As with all newly described hypertrophy modulating factors, questions arise. First, is there a relationship between positive inotropy and hypertrophy inhibition by PICOT? Improved performance tends to move the heart to the left in the pressure-volume plane. Under consistent loading conditions a smaller heart would be expected to have less wall stress and thus less stimulus to hypertrophy. Second, can the inotropic and antihypertrophic effects of PICOT be disassociated? A number of biochemical sequelae of PICOT expression in cardiomyocytes that may relate to one or the other response were observed: inhibition of PKC, inhibition of mitogen-activated protein kinases, increased calcium sensitivity of the contractile apparatus, and enhanced sarcoplasmic reticulum calcium reuptake. Because there is considerable cross-talk between hypertrophy-signaling pathways it is possible that each of these effects is caused by PKC inhibition.
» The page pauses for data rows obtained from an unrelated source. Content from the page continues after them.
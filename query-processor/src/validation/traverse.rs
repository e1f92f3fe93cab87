use apollo_compiler::Node;
use apollo_compiler::ast;

use super::ValidationContext;
use super::ValidationRule;

/// Traverse a document once, calling every rule at each step.
///
/// Operations and fragment definitions are each visited once, in document order.
/// Spreads are not expanded.
pub(super) fn document<'a>(
    rules: &mut [Box<dyn ValidationRule>],
    context: &mut ValidationContext<'a>,
) {
    let document = context.document();
    let mut visitor = ParallelVisitor { rules };

    for rule in visitor.rules.iter_mut() {
        rule.enter_document(context);
    }
    for definition in &document.definitions {
        match definition {
            ast::Definition::OperationDefinition(operation) => {
                visitor.operation(context, operation)
            }
            ast::Definition::FragmentDefinition(fragment) => {
                visitor.fragment_definition(context, fragment)
            }
            _ => {}
        }
    }
}

struct ParallelVisitor<'r> {
    rules: &'r mut [Box<dyn ValidationRule>],
}

impl ParallelVisitor<'_> {
    fn operation(
        &mut self,
        context: &mut ValidationContext<'_>,
        operation: &Node<ast::OperationDefinition>,
    ) {
        for rule in self.rules.iter_mut() {
            rule.enter_operation(context, operation);
        }
        // A missing root type is reported by the specified rules.
        if let Some(root_type) = context.schema().root_operation(operation.operation_type) {
            self.selection_set(context, root_type, &operation.selection_set);
        }
        for rule in self.rules.iter_mut() {
            rule.leave_operation(context, operation);
        }
    }

    fn fragment_definition(
        &mut self,
        context: &mut ValidationContext<'_>,
        fragment: &Node<ast::FragmentDefinition>,
    ) {
        for rule in self.rules.iter_mut() {
            rule.fragment_definition(context, fragment);
        }
        self.selection_set(context, &fragment.type_condition, &fragment.selection_set);
    }

    fn selection_set(
        &mut self,
        context: &mut ValidationContext<'_>,
        parent_type: &str,
        set: &[ast::Selection],
    ) {
        for selection in set {
            match selection {
                ast::Selection::Field(field) => {
                    let Ok(field_def) = context.schema().type_field(parent_type, &field.name)
                    else {
                        continue;
                    };
                    for rule in self.rules.iter_mut() {
                        rule.enter_field(context, parent_type, field_def, field);
                    }
                    self.selection_set(
                        context,
                        field_def.ty.inner_named_type(),
                        &field.selection_set,
                    );
                    for rule in self.rules.iter_mut() {
                        rule.leave_field(context, parent_type, field_def, field);
                    }
                }
                ast::Selection::FragmentSpread(spread) => {
                    for rule in self.rules.iter_mut() {
                        rule.fragment_spread(context, spread);
                    }
                }
                ast::Selection::InlineFragment(fragment) => {
                    let type_condition = fragment.type_condition.as_deref().unwrap_or(parent_type);
                    for rule in self.rules.iter_mut() {
                        rule.inline_fragment(context, type_condition, fragment);
                    }
                    self.selection_set(context, type_condition, &fragment.selection_set);
                }
            }
        }
    }
}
As presented, the data do not establish a causal relation between these events and either in vivo hypertrophy inhibition or positive inotropism because the mechanistic studies were performed in adenoviral-transfected adult rat cardiac myocytes rather than myocytes obtained from PICOT transgenic mice. Levels of PICOT expression differed substantially between the 2 systems, as did time of expression. To more clearly relate the cellular and in vivo effects of PICOT will require isolated cardiomyocyte and signaling studies from the transgenic mouse. Even then, functional promiscuity seen with overexpressed signaling factors may confound the results.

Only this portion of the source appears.